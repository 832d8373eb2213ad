//! Workspaces Module
//!
//! Workspaces group users and channels. This module owns the
//! workspace, channel, membership and invitation tables, and the
//! invitation HTTP handlers.
//!
//! # Architecture
//!
//! - **`db`** - Workspace, channel, membership and invitation storage
//! - **`handlers`** - Invitation HTTP handlers
//!
//! Channel-level permissions are workspace-level permissions: a user
//! may read and post in a channel exactly when they belong to the
//! channel's workspace.

/// Workspace, channel and invitation storage
pub mod db;

/// Invitation HTTP handlers
pub mod handlers;

pub use db::{Channel, Workspace};
pub use handlers::{create_invitation, list_invitations};
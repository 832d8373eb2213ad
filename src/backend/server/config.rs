/**
 * Server Configuration
 *
 * This module handles loading of server configuration from environment
 * variables, focusing on the optional PostgreSQL database connection.
 *
 * # Configuration Sources
 *
 * Configuration is loaded from environment variables, with sensible
 * defaults for local development when possible.
 *
 * # Error Handling
 *
 * Configuration errors are logged but do not prevent server startup.
 * Without a database the server still serves the gateway and answers
 * storage-backed requests with persistence errors.
 */
use sqlx::PgPool;

/// Database configuration result
///
/// Contains the database connection pool if successfully configured,
/// or `None` if the database is not available.
pub type DatabaseConfig = Option<PgPool>;

/// Load and initialize the database connection pool
///
/// This function:
/// 1. Reads `DATABASE_URL` from environment
/// 2. Creates a PostgreSQL connection pool
/// 3. Runs database migrations
///
/// # Returns
///
/// - `Some(PgPool)` if the database is successfully configured
/// - `None` if `DATABASE_URL` is not set or connection fails
///
/// # Errors
///
/// Errors are logged but do not prevent server startup. The function
/// returns `None` on any connection error, allowing the server to run
/// without database features.
pub async fn load_database() -> DatabaseConfig {
    let database_url = match std::env::var("DATABASE_URL") {
        Ok(url) => url,
        Err(_) => {
            tracing::warn!("DATABASE_URL not set. Database features will be disabled.");
            return None;
        }
    };

    tracing::info!("Connecting to database...");

    let pool = match PgPool::connect(&database_url).await {
        Ok(pool) => pool,
        Err(e) => {
            tracing::error!("Failed to create database connection pool: {:?}", e);
            tracing::warn!("Database features will be disabled.");
            return None;
        }
    };

    tracing::info!("Database connection pool created successfully");

    tracing::info!("Running database migrations...");
    match sqlx::migrate!().run(&pool).await {
        Ok(_) => {
            tracing::info!("Database migrations completed successfully");
        }
        Err(e) => {
            tracing::error!("Failed to run database migrations: {:?}", e);
            // Migrations might have already been run out of band
            tracing::warn!("Continuing without migrations - database might not be up to date");
        }
    }

    Some(pool)
}

/// Directory message images are stored in
///
/// Defaults to `uploads` next to the working directory; the directory
/// is created on first write.
pub fn upload_dir() -> String {
    std::env::var("UPLOAD_DIR").unwrap_or_else(|_| "uploads".to_string())
}
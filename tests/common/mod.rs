//! Common test utilities and helpers
//!
//! This module provides shared utilities for all tests including:
//! - Database test fixtures
//! - Mock server helpers
//! - Authentication test helpers
//! - Custom assertion macros

pub mod assertions;
pub mod mock_server;
//! Authentication Handlers Module
//!
//! This module contains all HTTP handlers for authentication endpoints.
//! Handlers are organized into focused submodules for maintainability.
//!
//! # Module Structure
//!
//! ```text
//! handlers/
//! ├── mod.rs      - Module exports and documentation
//! ├── types.rs    - Request and response types
//! ├── signup.rs   - User registration handler
//! ├── login.rs    - User authentication handler
//! └── me.rs       - Get current user handler
//! ```
//!
//! # Handlers
//!
//! - **`signup`** - POST /api/auth/signup - User registration
//! - **`login`** - POST /api/auth/login - User authentication
//! - **`get_me`** - GET /api/auth/me - Get current user info

/// Request and response types
pub mod types;

/// Signup handler
pub mod signup;

/// Login handler
pub mod login;

/// Get current user handler
pub mod me;

// Re-export commonly used types
pub use types::{AuthResponse, LoginRequest, SignupRequest, UserResponse};

// Re-export handlers
pub use login::login;
pub use me::get_me;
pub use signup::signup;
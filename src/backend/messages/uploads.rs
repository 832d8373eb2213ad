/**
 * Image Upload Handling
 *
 * Multipart parsing, validation and storage for message image
 * attachments. Files land in the configured upload directory under
 * fresh UUID names and are served back at `/uploads/<name>`; the
 * original client file name is never used on disk.
 *
 * # Limits
 *
 * - At most 5 images per message
 * - At most 5 MB per image
 * - JPEG, PNG, GIF, WebP and SVG only
 */
use axum::extract::Multipart;
use bytes::Bytes;
use std::path::Path;
use uuid::Uuid;

use crate::backend::error::ApiError;

/// Maximum number of images per message
pub const MAX_IMAGES: usize = 5;

/// Maximum size of a single image in bytes
pub const MAX_IMAGE_BYTES: usize = 5 * 1024 * 1024;

/// Accepted image content types
pub const ALLOWED_IMAGE_TYPES: [&str; 5] = [
    "image/jpeg",
    "image/png",
    "image/gif",
    "image/webp",
    "image/svg+xml",
];

/// An image attachment parsed out of a multipart body
#[derive(Debug, Clone)]
pub struct UploadedImage {
    pub file_name: Option<String>,
    pub content_type: String,
    pub data: Bytes,
}

/// Validate a single image part against the type and size limits
pub fn validate_image_part(content_type: &str, size: usize) -> Result<(), ApiError> {
    if !ALLOWED_IMAGE_TYPES.contains(&content_type) {
        return Err(ApiError::validation(format!(
            "unsupported image type: {}",
            if content_type.is_empty() { "unknown" } else { content_type }
        )));
    }

    if size > MAX_IMAGE_BYTES {
        return Err(ApiError::validation("image exceeds the 5MB limit"));
    }

    Ok(())
}

/// Parse a multipart body into optional text content and validated images
///
/// The `content` field carries the message text; every other field is
/// treated as an image attachment.
pub async fn collect_multipart(
    multipart: &mut Multipart,
) -> Result<(Option<String>, Vec<UploadedImage>), ApiError> {
    let mut content = None;
    let mut images = Vec::new();

    while let Some(field) = multipart.next_field().await.map_err(|e| {
        tracing::warn!("Malformed multipart body: {}", e);
        ApiError::validation("malformed multipart body")
    })? {
        let name = field.name().unwrap_or("").to_string();

        if name == "content" {
            let text = field.text().await.map_err(|e| {
                tracing::warn!("Unreadable content field: {}", e);
                ApiError::validation("malformed multipart body")
            })?;
            content = Some(text);
            continue;
        }

        if images.len() >= MAX_IMAGES {
            return Err(ApiError::validation(
                "a message can attach at most 5 images",
            ));
        }

        let content_type = field.content_type().unwrap_or("").to_string();
        let file_name = field.file_name().map(|s| s.to_string());
        let data = field.bytes().await.map_err(|e| {
            tracing::warn!("Unreadable image field {}: {}", name, e);
            ApiError::validation("malformed multipart body")
        })?;

        validate_image_part(&content_type, data.len())?;

        images.push(UploadedImage {
            file_name,
            content_type,
            data,
        });
    }

    Ok((content, images))
}

/// Write validated images to disk and return their public URLs
///
/// If any write fails, files already written in this call are removed
/// again so a failed request leaves nothing behind.
pub async fn store_images(
    upload_dir: &str,
    images: &[UploadedImage],
) -> Result<Vec<String>, ApiError> {
    tokio::fs::create_dir_all(upload_dir).await.map_err(|e| {
        tracing::error!("Failed to create upload directory {}: {}", upload_dir, e);
        ApiError::persistence("failed to store image")
    })?;

    let mut stored = Vec::with_capacity(images.len());
    for image in images {
        let name = format!("{}.{}", Uuid::new_v4(), extension_for(&image.content_type));
        let path = Path::new(upload_dir).join(&name);

        if let Err(e) = tokio::fs::write(&path, &image.data).await {
            tracing::error!("Failed to write image {}: {}", path.display(), e);
            delete_image_files(upload_dir, &stored).await;
            return Err(ApiError::persistence("failed to store image"));
        }

        stored.push(format!("/uploads/{}", name));
    }

    Ok(stored)
}

/// Best-effort removal of stored image files
///
/// URLs that do not point into `/uploads/` are skipped; they belong to
/// an external host. Files already gone are not an error. Anything
/// else is logged and skipped, since the caller has already committed
/// the operation the files belonged to.
pub async fn delete_image_files(upload_dir: &str, urls: &[String]) {
    for url in urls {
        let Some(name) = url.strip_prefix("/uploads/") else {
            continue;
        };

        // Uploaded names are flat UUIDs; anything with path structure
        // did not come from store_images
        if name.contains('/') || name.contains('\\') || name.contains("..") {
            tracing::warn!("Refusing to delete suspicious image path: {}", url);
            continue;
        }

        let path = Path::new(upload_dir).join(name);
        match tokio::fs::remove_file(&path).await {
            Ok(()) => {}
            Err(e) if e.kind() == std::io::ErrorKind::NotFound => {}
            Err(e) => tracing::warn!("Failed to delete image {}: {}", path.display(), e),
        }
    }
}

fn extension_for(content_type: &str) -> &'static str {
    match content_type {
        "image/jpeg" => "jpg",
        "image/png" => "png",
        "image/gif" => "gif",
        "image/webp" => "webp",
        "image/svg+xml" => "svg",
        _ => "bin",
    }
}
/**
 * Router Configuration
 *
 * This module provides the main router creation function that combines
 * all route configurations into a single Axum router.
 *
 * # Route Order
 *
 * Routes are added in a specific order to ensure proper matching:
 * 1. Gateway route (WebSocket upgrade)
 * 2. API routes (auth, messages, invitations)
 * 3. Upload file serving
 * 4. Fallback handler (404)
 */

use axum::extract::State;
use axum::{Json, Router};
use serde_json::json;
use crate::backend::server::state::AppState;
use crate::backend::routes::api_routes::configure_api_routes;
use tower_http::services::ServeDir;

/// Health probe. Reports whether a database pool is attached so that
/// deploys can tell a degraded instance from a healthy one.
async fn health(State(state): State<AppState>) -> Json<serde_json::Value> {
    Json(json!({
        "status": "ok",
        "database": state.db_pool.is_some(),
    }))
}

/// Create the Axum router with all routes configured
///
/// This function sets up all HTTP routes for the application in the
/// following order:
///
/// 1. **Gateway Route**: WebSocket upgrade for realtime sessions
/// 2. **API Routes**: Authentication, messages, invitations
/// 3. **Upload Files**: Serve stored message images
/// 4. **Fallback Handler**: 404 errors
///
/// # Arguments
///
/// * `app_state` - Application state containing the gateway and database pool
///
/// # Returns
///
/// Configured Axum Router ready to serve requests
pub fn create_router(app_state: AppState) -> Router<()> {
    // Start with the gateway and health routes
    let router = Router::new()
        .route(
            "/ws",
            axum::routing::get({
                use crate::backend::gateway::handle_gateway_upgrade;
                handle_gateway_upgrade
            }),
        )
        .route("/health", axum::routing::get(health));

    // Add API routes
    let router = configure_api_routes(router);

    // Serve uploaded message images
    let router = router.nest_service("/uploads", ServeDir::new(app_state.upload_dir.clone()));

    // Fallback handler for 404
    let router =
        router.fallback(|| async { (axum::http::StatusCode::NOT_FOUND, "404 Not Found") });

    // Use AppState as router state
    router.with_state(app_state)
}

= = = =

The task:
In the entries above, restate word for word the lines between the one holding "use crate::backend::error::ApiError;" and the one holding "#[derive(Debug, Clone)]", inclusive, and nothing besides.

Task response:
use crate::backend::error::ApiError;

/// Maximum number of images per message
pub const MAX_IMAGES: usize = 5;

/// Maximum size of a single image in bytes
pub const MAX_IMAGE_BYTES: usize = 5 * 1024 * 1024;

/// Accepted image content types
pub const ALLOWED_IMAGE_TYPES: [&str; 5] = [
    "image/jpeg",
    "image/png",
    "image/gif",
    "image/webp",
    "image/svg+xml",
];

/// An image attachment parsed out of a multipart body
#[derive(Debug, Clone)]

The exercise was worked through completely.